(Stored data)
'''

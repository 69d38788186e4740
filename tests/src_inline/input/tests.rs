use std::fs;
use std::io::Write;
use std::path::{Path, PathBuf};

use flate2::Compression;
use flate2::write::GzEncoder;
use tempfile::TempDir;

use super::meta::{ClinicalIndex, find_id_column};
use super::reader::{delimiter_for, is_gzip};
use super::*;

fn write_file(path: &Path, contents: &str) {
    fs::write(path, contents).unwrap();
}

fn write_gz(path: &Path, contents: &str) {
    let mut enc = GzEncoder::new(fs::File::create(path).unwrap(), Compression::default());
    enc.write_all(contents.as_bytes()).unwrap();
    enc.finish().unwrap();
}

fn strings(values: &[&str]) -> Vec<String> {
    values.iter().map(|s| s.to_string()).collect()
}

#[test]
fn test_load_table_tsv() {
    let dir = TempDir::new().unwrap();
    let path = dir.path().join("BRCA_expr.tsv");
    write_file(&path, "Gene\tP1\tP2\nTP53\t5.0\t1\nEGFR\tn/a\t2.5\n");

    let table = load_table(&path, None).unwrap();
    assert_eq!(table.columns, strings(&["Gene", "P1", "P2"]));
    assert_eq!(table.n_rows(), 2);
    assert_eq!(table.cell(1, 1), "n/a");
    assert_eq!(table.cell(5, 5), "");
    assert!(table.index.is_none());
}

#[test]
fn test_load_table_gz_matches_plain() {
    let dir = TempDir::new().unwrap();
    let contents = "Gene\tP1\nTP53\t5.0\nKRAS\t0.25\n";
    let plain = dir.path().join("LUAD_expr.tsv");
    let gz = dir.path().join("LUAD_expr.tsv.gz");
    write_file(&plain, contents);
    write_gz(&gz, contents);

    assert_eq!(load_table(&plain, None).unwrap(), load_table(&gz, None).unwrap());
}

#[test]
fn test_load_table_csv_and_bom() {
    let dir = TempDir::new().unwrap();
    let path = dir.path().join("clinical.csv");
    write_file(&path, "\u{feff}patient_id,age\nTCGA-01,61\n");

    let table = load_table(&path, None).unwrap();
    assert_eq!(table.columns, strings(&["patient_id", "age"]));
    assert_eq!(table.cell(0, 1), "61");
}

#[test]
fn test_load_table_row_cap() {
    let dir = TempDir::new().unwrap();
    let path = dir.path().join("big.tsv");
    let mut contents = String::from("Gene\tP1\n");
    for i in 0..50 {
        contents.push_str(&format!("G{i}\t{i}\n"));
    }
    write_file(&path, &contents);

    assert_eq!(load_table(&path, Some(10)).unwrap().n_rows(), 10);
    assert_eq!(load_table(&path, None).unwrap().n_rows(), 50);
}

#[test]
fn test_load_table_pads_short_rows_and_skips_blank() {
    let dir = TempDir::new().unwrap();
    let path = dir.path().join("short.tsv");
    write_file(&path, "Gene\tP1\tP2\nTP53\t1\n\t\t\nMYC\t2\t3\n");

    let table = load_table(&path, None).unwrap();
    assert_eq!(table.n_rows(), 2);
    assert_eq!(table.rows[0], strings(&["TP53", "1", ""]));
    assert_eq!(table.cell(1, 0), "MYC");
}

#[test]
fn test_load_table_rejects_long_row() {
    let dir = TempDir::new().unwrap();
    let path = dir.path().join("bad.tsv");
    write_file(&path, "Gene\tP1\nTP53\t1\t2\t3\n");

    let err = load_table(&path, None).unwrap_err();
    assert!(matches!(err, InputError::Parse(_)), "{err}");
}

#[test]
fn test_load_table_missing_file_and_corrupt_gz() {
    let dir = TempDir::new().unwrap();
    assert!(matches!(
        load_table(&dir.path().join("nope.tsv"), None),
        Err(InputError::Io(_))
    ));

    let gz = dir.path().join("broken.tsv.gz");
    write_file(&gz, "this is not gzip\n");
    assert!(load_table(&gz, None).is_err());
}

#[test]
fn test_with_index_promotes_column() {
    let table = RawTable::new(
        strings(&["Gene", "P1", "P2"]),
        vec![strings(&["TP53", "1", "2"]), strings(&["MYC", "3", "4"])],
    );
    let indexed = table.with_index(0);
    assert_eq!(indexed.columns, strings(&["P1", "P2"]));
    assert_eq!(indexed.index, Some(strings(&["TP53", "MYC"])));
    assert_eq!(indexed.cell(1, 0), "3");

    let again = indexed.clone().with_index(0);
    assert_eq!(again, indexed);
}

#[test]
fn test_coerce_cell() {
    assert_eq!(coerce_cell(" 5 "), Cell::Number(5.0));
    assert_eq!(coerce_cell("-1.5e2"), Cell::Number(-150.0));
    assert_eq!(coerce_cell("n/a"), Cell::Missing);
    assert_eq!(coerce_cell("NaN"), Cell::Missing);
    assert_eq!(coerce_cell("inf"), Cell::Missing);
    assert_eq!(coerce_cell(""), Cell::Missing);
    assert_eq!(coerce_cell("high"), Cell::Text("high"));
    assert_eq!(coerce_cell("2").to_json(), serde_json::json!(2.0));
    assert_eq!(Cell::Missing.to_json(), serde_json::Value::Null);
}

#[test]
fn test_cohort_from_path() {
    assert_eq!(cohort_from_path(Path::new("/data/BRCA_expression.tsv.gz")), "BRCA");
    assert_eq!(cohort_from_path(Path::new("TCGA-LUAD_x_y.tsv")), "TCGA-LUAD");
    assert_eq!(cohort_from_path(Path::new("LAML.tsv.gz")), "LAML");
    assert_eq!(cohort_from_path(Path::new("LAML")), "LAML");
}

#[test]
fn test_reader_helpers() {
    assert!(is_gzip(Path::new("a.tsv.gz")));
    assert!(!is_gzip(Path::new("a.tsv")));
    assert_eq!(delimiter_for(Path::new("a.CSV.gz")), b',');
    assert_eq!(delimiter_for(Path::new("a.txt")), b'\t');
    assert!(is_table_file(Path::new("x.tsv.gz")));
    assert!(!is_table_file(Path::new("x.json")));
}

#[test]
fn test_discover_inputs() {
    let dir = TempDir::new().unwrap();
    write_file(&dir.path().join("b_expr.tsv"), "Gene\tP1\n");
    write_file(&dir.path().join("a_expr.csv"), "Gene,P1\n");
    write_file(&dir.path().join("notes.md"), "x");

    let found = discover_inputs(&[dir.path().to_path_buf()]).unwrap();
    let names: Vec<String> = found
        .iter()
        .map(|p| p.file_name().unwrap().to_string_lossy().into_owned())
        .collect();
    assert_eq!(names, strings(&["a_expr.csv", "b_expr.tsv"]));

    let missing = discover_inputs(&[PathBuf::from("/definitely/not/here.tsv")]);
    assert!(matches!(missing, Err(InputError::MissingInput(_))));

    let empty = TempDir::new().unwrap();
    assert!(discover_inputs(&[empty.path().to_path_buf()]).is_err());
}

#[test]
fn test_clinical_index_priority_and_duplicates() {
    let candidates = strings(&["patient_id", "sample", "bcr_patient_barcode"]);
    let columns = strings(&["bcr_patient_barcode", "sample", "age"]);
    assert_eq!(find_id_column(&columns, &candidates), Some("sample"));

    let table = RawTable::new(
        strings(&["bcr_patient_barcode", "age"]),
        vec![
            strings(&["TCGA-01", "60"]),
            strings(&["", "70"]),
            strings(&["TCGA-01", "80"]),
            strings(&["TCGA-02", "50"]),
        ],
    );
    let index = ClinicalIndex::build(&table, &candidates).unwrap();
    assert_eq!(index.id_column, "bcr_patient_barcode");
    assert_eq!(index.ids, strings(&["TCGA-01", "TCGA-02"]));
    assert_eq!(index.position_of("TCGA-01"), Some(0));
    assert_eq!(index.rows[0][1], "80");
    assert_eq!(index.rows[1][1], "50");

    let no_id = RawTable::new(strings(&["age"]), vec![strings(&["1"])]);
    assert!(ClinicalIndex::build(&no_id, &candidates).is_none());
}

'''

> **About this exercise**
Print out all the entries above exactly.

> **Result below**
repository 69d38788186e4740
filename tests/src_inline/input/tests.rs
use std::fs;
use std::io::Write;
use std::path::{Path, PathBuf};

use flate2::Compression;
use flate2::write::GzEncoder;
use tempfile::TempDir;

use super::meta::{ClinicalIndex, find_id_column};
use super::reader::{delimiter_for, is_gzip};
use super::*;

fn write_file(path: &Path, contents: &str) {
    fs::write(path, contents).unwrap();
}

fn write_gz(path: &Path, contents: &str) {
    let mut enc = GzEncoder::new(fs::File::create(path).unwrap(), Compression::default());
    enc.write_all(contents.as_bytes()).unwrap();
    enc.finish().unwrap();
}

fn strings(values: &[&str]) -> Vec<String> {
    values.iter().map(|s| s.to_string()).collect()
}

#[test]
fn test_load_table_tsv() {
    let dir = TempDir::new().unwrap();
    let path = dir.path().join("BRCA_expr.tsv");
    write_file(&path, "Gene\tP1\tP2\nTP53\t5.0\t1\nEGFR\tn/a\t2.5\n");

    let table = load_table(&path, None).unwrap();
    assert_eq!(table.columns, strings(&["Gene", "P1", "P2"]));
    assert_eq!(table.n_rows(), 2);
    assert_eq!(table.cell(1, 1), "n/a");
    assert_eq!(table.cell(5, 5), "");
    assert!(table.index.is_none());
}

#[test]
fn test_load_table_gz_matches_plain() {
    let dir = TempDir::new().unwrap();
    let contents = "Gene\tP1\nTP53\t5.0\nKRAS\t0.25\n";
    let plain = dir.path().join("LUAD_expr.tsv");
    let gz = dir.path().join("LUAD_expr.tsv.gz");
    write_file(&plain, contents);
    write_gz(&gz, contents);

    assert_eq!(load_table(&plain, None).unwrap(), load_table(&gz, None).unwrap());
}

#[test]
fn test_load_table_csv_and_bom() {
    let dir = TempDir::new().unwrap();
    let path = dir.path().join("clinical.csv");
    write_file(&path, "\u{feff}patient_id,age\nTCGA-01,61\n");

    let table = load_table(&path, None).unwrap();
    assert_eq!(table.columns, strings(&["patient_id", "age"]));
    assert_eq!(table.cell(0, 1), "61");
}

#[test]
fn test_load_table_row_cap() {
    let dir = TempDir::new().unwrap();
    let path = dir.path().join("big.tsv");
    let mut contents = String::from("Gene\tP1\n");
    for i in 0..50 {
        contents.push_str(&format!("G{i}\t{i}\n"));
    }
    write_file(&path, &contents);

    assert_eq!(load_table(&path, Some(10)).unwrap().n_rows(), 10);
    assert_eq!(load_table(&path, None).unwrap().n_rows(), 50);
}

#[test]
fn test_load_table_pads_short_rows_and_skips_blank() {
    let dir = TempDir::new().unwrap();
    let path = dir.path().join("short.tsv");
    write_file(&path, "Gene\tP1\tP2\nTP53\t1\n\t\t\nMYC\t2\t3\n");

    let table = load_table(&path, None).unwrap();
    assert_eq!(table.n_rows(), 2);
    assert_eq!(table.rows[0], strings(&["TP53", "1", ""]));
    assert_eq!(table.cell(1, 0), "MYC");
}

#[test]
fn test_load_table_rejects_long_row() {
    let dir = TempDir::new().unwrap();
    let path = dir.path().join("bad.tsv");
    write_file(&path, "Gene\tP1\nTP53\t1\t2\t3\n");

    let err = load_table(&path, None).unwrap_err();
    assert!(matches!(err, InputError::Parse(_)), "{err}");
}

#[test]
fn test_load_table_missing_file_and_corrupt_gz() {
    let dir = TempDir::new().unwrap();
    assert!(matches!(
        load_table(&dir.path().join("nope.tsv"), None),
        Err(InputError::Io(_))
    ));

    let gz = dir.path().join("broken.tsv.gz");
    write_file(&gz, "this is not gzip\n");
    assert!(load_table(&gz, None).is_err());
}

#[test]
fn test_with_index_promotes_column() {
    let table = RawTable::new(
        strings(&["Gene", "P1", "P2"]),
        vec![strings(&["TP53", "1", "2"]), strings(&["MYC", "3", "4"])],
    );
    let indexed = table.with_index(0);
    assert_eq!(indexed.columns, strings(&["P1", "P2"]));
    assert_eq!(indexed.index, Some(strings(&["TP53", "MYC"])));
    assert_eq!(indexed.cell(1, 0), "3");

    let again = indexed.clone().with_index(0);
    assert_eq!(again, indexed);
}

#[test]
fn test_coerce_cell() {
    assert_eq!(coerce_cell(" 5 "), Cell::Number(5.0));
    assert_eq!(coerce_cell("-1.5e2"), Cell::Number(-150.0));
    assert_eq!(coerce_cell("n/a"), Cell::Missing);
    assert_eq!(coerce_cell("NaN"), Cell::Missing);
    assert_eq!(coerce_cell("inf"), Cell::Missing);
    assert_eq!(coerce_cell(""), Cell::Missing);
    assert_eq!(coerce_cell("high"), Cell::Text("high"));
    assert_eq!(coerce_cell("2").to_json(), serde_json::json!(2.0));
    assert_eq!(Cell::Missing.to_json(), serde_json::Value::Null);
}

#[test]
fn test_cohort_from_path() {
    assert_eq!(cohort_from_path(Path::new("/data/BRCA_expression.tsv.gz")), "BRCA");
    assert_eq!(cohort_from_path(Path::new("TCGA-LUAD_x_y.tsv")), "TCGA-LUAD");
    assert_eq!(cohort_from_path(Path::new("LAML.tsv.gz")), "LAML");
    assert_eq!(cohort_from_path(Path::new("LAML")), "LAML");
}

#[test]
fn test_reader_helpers() {
    assert!(is_gzip(Path::new("a.tsv.gz")));
    assert!(!is_gzip(Path::new("a.tsv")));
    assert_eq!(delimiter_for(Path::new("a.CSV.gz")), b',');
    assert_eq!(delimiter_for(Path::new("a.txt")), b'\t');
    assert!(is_table_file(Path::new("x.tsv.gz")));
    assert!(!is_table_file(Path::new("x.json")));
}

#[test]
fn test_discover_inputs() {
    let dir = TempDir::new().unwrap();
    write_file(&dir.path().join("b_expr.tsv"), "Gene\tP1\n");
    write_file(&dir.path().join("a_expr.csv"), "Gene,P1\n");
    write_file(&dir.path().join("notes.md"), "x");

    let found = discover_inputs(&[dir.path().to_path_buf()]).unwrap();
    let names: Vec<String> = found
        .iter()
        .map(|p| p.file_name().unwrap().to_string_lossy().into_owned())
        .collect();
    assert_eq!(names, strings(&["a_expr.csv", "b_expr.tsv"]));

    let missing = discover_inputs(&[PathBuf::from("/definitely/not/here.tsv")]);
    assert!(matches!(missing, Err(InputError::MissingInput(_))));

    let empty = TempDir::new().unwrap();
    assert!(discover_inputs(&[empty.path().to_path_buf()]).is_err());
}

#[test]
fn test_clinical_index_priority_and_duplicates() {
    let candidates = strings(&["patient_id", "sample", "bcr_patient_barcode"]);
    let columns = strings(&["bcr_patient_barcode", "sample", "age"]);
    assert_eq!(find_id_column(&columns, &candidates), Some("sample"));

    let table = RawTable::new(
        strings(&["bcr_patient_barcode", "age"]),
        vec![
            strings(&["TCGA-01", "60"]),
            strings(&["", "70"]),
            strings(&["TCGA-01", "80"]),
            strings(&["TCGA-02", "50"]),
        ],
    );
    let index = ClinicalIndex::build(&table, &candidates).unwrap();
    assert_eq!(index.id_column, "bcr_patient_barcode");
    assert_eq!(index.ids, strings(&["TCGA-01", "TCGA-02"]));
    assert_eq!(index.position_of("TCGA-01"), Some(0));
    assert_eq!(index.rows[0][1], "80");
    assert_eq!(index.rows[1][1], "50");

    let no_id = RawTable::new(strings(&["age"]), vec![strings(&["1"])]);
    assert!(ClinicalIndex::build(&no_id, &candidates).is_none());
}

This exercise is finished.